**WORK INSTRUCTION**
Please give the number of lines in the material below that contain "usize", without further comment.

----- DATA PROVIDED -----

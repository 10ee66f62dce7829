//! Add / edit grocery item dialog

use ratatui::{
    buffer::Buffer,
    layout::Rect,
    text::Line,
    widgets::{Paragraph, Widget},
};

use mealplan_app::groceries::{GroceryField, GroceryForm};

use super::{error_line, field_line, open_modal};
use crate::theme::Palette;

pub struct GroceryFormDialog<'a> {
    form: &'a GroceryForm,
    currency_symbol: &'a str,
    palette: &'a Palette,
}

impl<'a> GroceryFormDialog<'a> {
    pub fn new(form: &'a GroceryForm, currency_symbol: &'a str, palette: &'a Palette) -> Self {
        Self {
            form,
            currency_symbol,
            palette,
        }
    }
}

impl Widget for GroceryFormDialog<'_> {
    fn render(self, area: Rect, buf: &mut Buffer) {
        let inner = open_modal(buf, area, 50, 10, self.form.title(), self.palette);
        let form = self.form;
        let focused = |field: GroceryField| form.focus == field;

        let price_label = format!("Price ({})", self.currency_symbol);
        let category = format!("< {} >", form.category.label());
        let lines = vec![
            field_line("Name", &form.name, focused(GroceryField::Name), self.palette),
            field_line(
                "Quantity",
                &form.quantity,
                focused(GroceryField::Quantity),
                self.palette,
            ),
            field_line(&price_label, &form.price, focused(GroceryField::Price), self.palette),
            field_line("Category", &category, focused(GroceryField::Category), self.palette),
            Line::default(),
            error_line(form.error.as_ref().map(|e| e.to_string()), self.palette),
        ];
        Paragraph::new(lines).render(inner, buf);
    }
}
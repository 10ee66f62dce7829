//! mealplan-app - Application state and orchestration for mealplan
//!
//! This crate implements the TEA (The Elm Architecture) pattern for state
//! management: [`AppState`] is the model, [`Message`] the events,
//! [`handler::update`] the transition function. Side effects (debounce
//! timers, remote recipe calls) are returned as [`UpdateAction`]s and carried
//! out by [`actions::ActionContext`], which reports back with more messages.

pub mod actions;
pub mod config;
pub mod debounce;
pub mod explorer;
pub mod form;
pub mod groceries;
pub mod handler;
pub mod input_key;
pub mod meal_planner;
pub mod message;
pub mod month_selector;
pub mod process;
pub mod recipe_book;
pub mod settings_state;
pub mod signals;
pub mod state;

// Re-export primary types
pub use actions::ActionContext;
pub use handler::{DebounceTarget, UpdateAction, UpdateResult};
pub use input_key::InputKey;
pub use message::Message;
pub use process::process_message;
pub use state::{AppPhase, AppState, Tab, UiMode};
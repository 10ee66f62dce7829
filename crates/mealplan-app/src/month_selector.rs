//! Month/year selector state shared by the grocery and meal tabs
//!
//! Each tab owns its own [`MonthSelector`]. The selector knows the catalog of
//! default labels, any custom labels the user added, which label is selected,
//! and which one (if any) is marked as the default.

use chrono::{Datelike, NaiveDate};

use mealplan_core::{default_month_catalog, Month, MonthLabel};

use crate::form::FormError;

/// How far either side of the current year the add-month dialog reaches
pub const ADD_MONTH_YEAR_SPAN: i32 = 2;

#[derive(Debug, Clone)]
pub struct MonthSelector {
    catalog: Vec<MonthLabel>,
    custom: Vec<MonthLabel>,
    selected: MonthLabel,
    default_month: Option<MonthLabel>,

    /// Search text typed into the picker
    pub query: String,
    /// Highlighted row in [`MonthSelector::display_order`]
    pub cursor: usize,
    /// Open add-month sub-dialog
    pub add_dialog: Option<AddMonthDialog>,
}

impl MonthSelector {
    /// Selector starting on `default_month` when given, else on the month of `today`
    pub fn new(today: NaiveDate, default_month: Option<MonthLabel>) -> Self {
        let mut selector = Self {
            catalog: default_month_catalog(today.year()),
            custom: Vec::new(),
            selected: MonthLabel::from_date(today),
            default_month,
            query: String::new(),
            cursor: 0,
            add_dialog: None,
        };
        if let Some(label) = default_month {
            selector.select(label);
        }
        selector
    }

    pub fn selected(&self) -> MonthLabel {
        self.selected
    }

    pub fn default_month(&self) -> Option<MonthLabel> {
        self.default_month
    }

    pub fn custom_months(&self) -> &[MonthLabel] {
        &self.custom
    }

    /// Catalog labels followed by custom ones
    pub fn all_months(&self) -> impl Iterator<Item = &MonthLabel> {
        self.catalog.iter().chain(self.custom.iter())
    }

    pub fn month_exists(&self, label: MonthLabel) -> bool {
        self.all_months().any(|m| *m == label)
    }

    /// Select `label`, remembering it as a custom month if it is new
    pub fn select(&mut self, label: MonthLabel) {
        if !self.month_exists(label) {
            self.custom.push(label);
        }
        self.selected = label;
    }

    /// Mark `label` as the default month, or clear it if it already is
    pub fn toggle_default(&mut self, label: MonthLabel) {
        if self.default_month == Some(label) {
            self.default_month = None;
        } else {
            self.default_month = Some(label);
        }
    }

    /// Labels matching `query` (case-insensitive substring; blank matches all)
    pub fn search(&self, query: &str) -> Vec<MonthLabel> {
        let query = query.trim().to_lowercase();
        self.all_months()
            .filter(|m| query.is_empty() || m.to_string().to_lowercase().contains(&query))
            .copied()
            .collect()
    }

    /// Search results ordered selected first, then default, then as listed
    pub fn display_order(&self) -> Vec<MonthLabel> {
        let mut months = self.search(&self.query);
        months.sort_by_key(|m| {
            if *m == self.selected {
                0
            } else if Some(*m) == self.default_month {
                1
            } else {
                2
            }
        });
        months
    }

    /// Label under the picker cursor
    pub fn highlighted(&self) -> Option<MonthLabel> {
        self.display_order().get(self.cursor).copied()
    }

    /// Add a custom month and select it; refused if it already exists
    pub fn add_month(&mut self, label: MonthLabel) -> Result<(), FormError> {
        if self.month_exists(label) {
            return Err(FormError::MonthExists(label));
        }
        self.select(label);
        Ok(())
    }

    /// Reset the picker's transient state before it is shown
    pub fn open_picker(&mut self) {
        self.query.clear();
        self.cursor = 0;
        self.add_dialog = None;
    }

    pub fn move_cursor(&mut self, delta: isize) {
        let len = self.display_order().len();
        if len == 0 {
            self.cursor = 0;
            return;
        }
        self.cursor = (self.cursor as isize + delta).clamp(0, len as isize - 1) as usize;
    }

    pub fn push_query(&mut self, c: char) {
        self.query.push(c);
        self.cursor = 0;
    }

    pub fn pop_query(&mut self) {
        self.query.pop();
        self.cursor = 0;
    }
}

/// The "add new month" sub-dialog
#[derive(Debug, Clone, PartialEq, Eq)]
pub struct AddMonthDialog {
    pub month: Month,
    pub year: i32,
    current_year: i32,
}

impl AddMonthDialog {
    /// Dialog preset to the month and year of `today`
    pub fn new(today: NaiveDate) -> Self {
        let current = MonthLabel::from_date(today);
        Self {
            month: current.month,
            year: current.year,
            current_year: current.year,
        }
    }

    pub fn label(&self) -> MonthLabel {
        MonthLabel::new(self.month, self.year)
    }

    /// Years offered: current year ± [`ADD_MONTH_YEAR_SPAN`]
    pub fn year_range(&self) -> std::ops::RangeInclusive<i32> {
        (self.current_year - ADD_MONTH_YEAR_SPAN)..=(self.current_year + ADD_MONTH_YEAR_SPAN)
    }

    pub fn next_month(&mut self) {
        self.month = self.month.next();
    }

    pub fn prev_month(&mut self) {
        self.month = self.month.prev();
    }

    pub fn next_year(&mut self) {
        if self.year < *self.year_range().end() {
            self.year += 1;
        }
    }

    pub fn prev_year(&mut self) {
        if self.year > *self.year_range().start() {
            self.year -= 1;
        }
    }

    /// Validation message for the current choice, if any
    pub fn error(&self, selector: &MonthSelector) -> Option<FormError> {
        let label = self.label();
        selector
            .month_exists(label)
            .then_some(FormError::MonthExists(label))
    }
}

-----

**ANSWER BOX**
2